_EXERCISE GOAL_
Starting with the line that mentions "mod record;", repeat each line verbatim until the entries end, both ends included.

Records excerpted from a collection:
■ ■ ■ ■
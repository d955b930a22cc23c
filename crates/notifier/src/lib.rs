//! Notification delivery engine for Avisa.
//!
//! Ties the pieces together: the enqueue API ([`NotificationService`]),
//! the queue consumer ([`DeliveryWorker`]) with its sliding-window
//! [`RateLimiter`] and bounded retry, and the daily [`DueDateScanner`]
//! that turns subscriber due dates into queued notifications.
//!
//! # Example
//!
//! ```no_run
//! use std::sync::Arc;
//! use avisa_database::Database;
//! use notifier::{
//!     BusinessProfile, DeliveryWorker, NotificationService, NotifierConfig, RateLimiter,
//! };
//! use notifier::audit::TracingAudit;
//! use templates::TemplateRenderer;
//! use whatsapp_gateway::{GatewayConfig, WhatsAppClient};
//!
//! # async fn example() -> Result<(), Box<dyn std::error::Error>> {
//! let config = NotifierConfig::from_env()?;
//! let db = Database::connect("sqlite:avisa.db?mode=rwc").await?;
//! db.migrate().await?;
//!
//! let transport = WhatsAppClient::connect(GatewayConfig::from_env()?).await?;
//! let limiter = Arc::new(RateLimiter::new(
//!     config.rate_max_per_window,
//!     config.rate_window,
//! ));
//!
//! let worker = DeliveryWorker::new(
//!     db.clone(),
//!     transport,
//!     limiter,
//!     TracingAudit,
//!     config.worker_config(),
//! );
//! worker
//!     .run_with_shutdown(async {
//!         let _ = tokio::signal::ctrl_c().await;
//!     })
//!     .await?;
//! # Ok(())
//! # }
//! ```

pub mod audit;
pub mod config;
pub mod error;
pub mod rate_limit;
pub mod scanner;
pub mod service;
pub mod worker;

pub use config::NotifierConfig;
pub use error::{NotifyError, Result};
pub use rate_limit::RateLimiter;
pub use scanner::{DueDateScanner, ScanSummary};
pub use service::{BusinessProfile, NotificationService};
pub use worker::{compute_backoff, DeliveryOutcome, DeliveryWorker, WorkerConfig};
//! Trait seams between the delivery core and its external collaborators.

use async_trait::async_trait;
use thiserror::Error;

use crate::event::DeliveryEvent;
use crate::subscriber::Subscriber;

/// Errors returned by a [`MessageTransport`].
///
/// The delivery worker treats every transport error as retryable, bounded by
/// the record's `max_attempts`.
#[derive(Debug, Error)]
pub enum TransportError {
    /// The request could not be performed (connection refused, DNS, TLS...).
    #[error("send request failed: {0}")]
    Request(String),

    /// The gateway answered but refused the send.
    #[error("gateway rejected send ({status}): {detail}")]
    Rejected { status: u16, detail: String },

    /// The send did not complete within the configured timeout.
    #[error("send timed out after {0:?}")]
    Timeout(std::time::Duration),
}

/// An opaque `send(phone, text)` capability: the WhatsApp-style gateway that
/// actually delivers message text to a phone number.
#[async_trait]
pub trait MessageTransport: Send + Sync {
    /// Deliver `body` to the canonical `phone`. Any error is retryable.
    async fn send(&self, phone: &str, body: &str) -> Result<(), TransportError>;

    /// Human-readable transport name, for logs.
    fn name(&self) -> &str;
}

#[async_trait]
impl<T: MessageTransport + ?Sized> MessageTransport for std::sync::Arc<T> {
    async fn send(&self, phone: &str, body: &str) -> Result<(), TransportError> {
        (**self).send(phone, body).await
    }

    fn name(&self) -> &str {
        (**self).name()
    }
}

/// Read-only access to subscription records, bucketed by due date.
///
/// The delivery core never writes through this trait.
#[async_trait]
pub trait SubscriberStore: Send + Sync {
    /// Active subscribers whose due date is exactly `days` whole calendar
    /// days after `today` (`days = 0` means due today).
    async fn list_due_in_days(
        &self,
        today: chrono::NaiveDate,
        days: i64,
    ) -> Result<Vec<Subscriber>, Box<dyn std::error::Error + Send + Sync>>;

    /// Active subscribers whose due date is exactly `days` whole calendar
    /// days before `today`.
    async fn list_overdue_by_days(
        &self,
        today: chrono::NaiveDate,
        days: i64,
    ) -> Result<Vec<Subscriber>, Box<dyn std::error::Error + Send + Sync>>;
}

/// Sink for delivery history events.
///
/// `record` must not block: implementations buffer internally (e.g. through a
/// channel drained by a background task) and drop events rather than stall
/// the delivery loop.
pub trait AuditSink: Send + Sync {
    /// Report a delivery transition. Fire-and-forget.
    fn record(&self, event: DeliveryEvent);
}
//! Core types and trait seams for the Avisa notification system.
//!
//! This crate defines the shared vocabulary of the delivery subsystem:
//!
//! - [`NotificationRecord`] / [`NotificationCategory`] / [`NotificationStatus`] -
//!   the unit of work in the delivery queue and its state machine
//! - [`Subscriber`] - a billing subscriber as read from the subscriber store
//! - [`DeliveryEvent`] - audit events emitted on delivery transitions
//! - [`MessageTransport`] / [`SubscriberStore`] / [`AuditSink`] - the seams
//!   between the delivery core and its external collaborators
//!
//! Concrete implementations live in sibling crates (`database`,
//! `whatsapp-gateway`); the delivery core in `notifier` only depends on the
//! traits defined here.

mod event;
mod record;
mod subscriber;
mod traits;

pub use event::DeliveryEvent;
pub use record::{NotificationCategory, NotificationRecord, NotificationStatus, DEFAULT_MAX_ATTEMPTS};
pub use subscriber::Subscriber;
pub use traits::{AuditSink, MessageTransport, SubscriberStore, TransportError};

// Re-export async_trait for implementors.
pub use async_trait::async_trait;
■ ■ ■ ■
_COMPLETED EXERCISE_
mod record;
mod subscriber;
mod traits;

pub use event::DeliveryEvent;
pub use record::{NotificationCategory, NotificationRecord, NotificationStatus, DEFAULT_MAX_ATTEMPTS};
pub use subscriber::Subscriber;
pub use traits::{AuditSink, MessageTransport, SubscriberStore, TransportError};

// Re-export async_trait for implementors.
pub use async_trait::async_trait;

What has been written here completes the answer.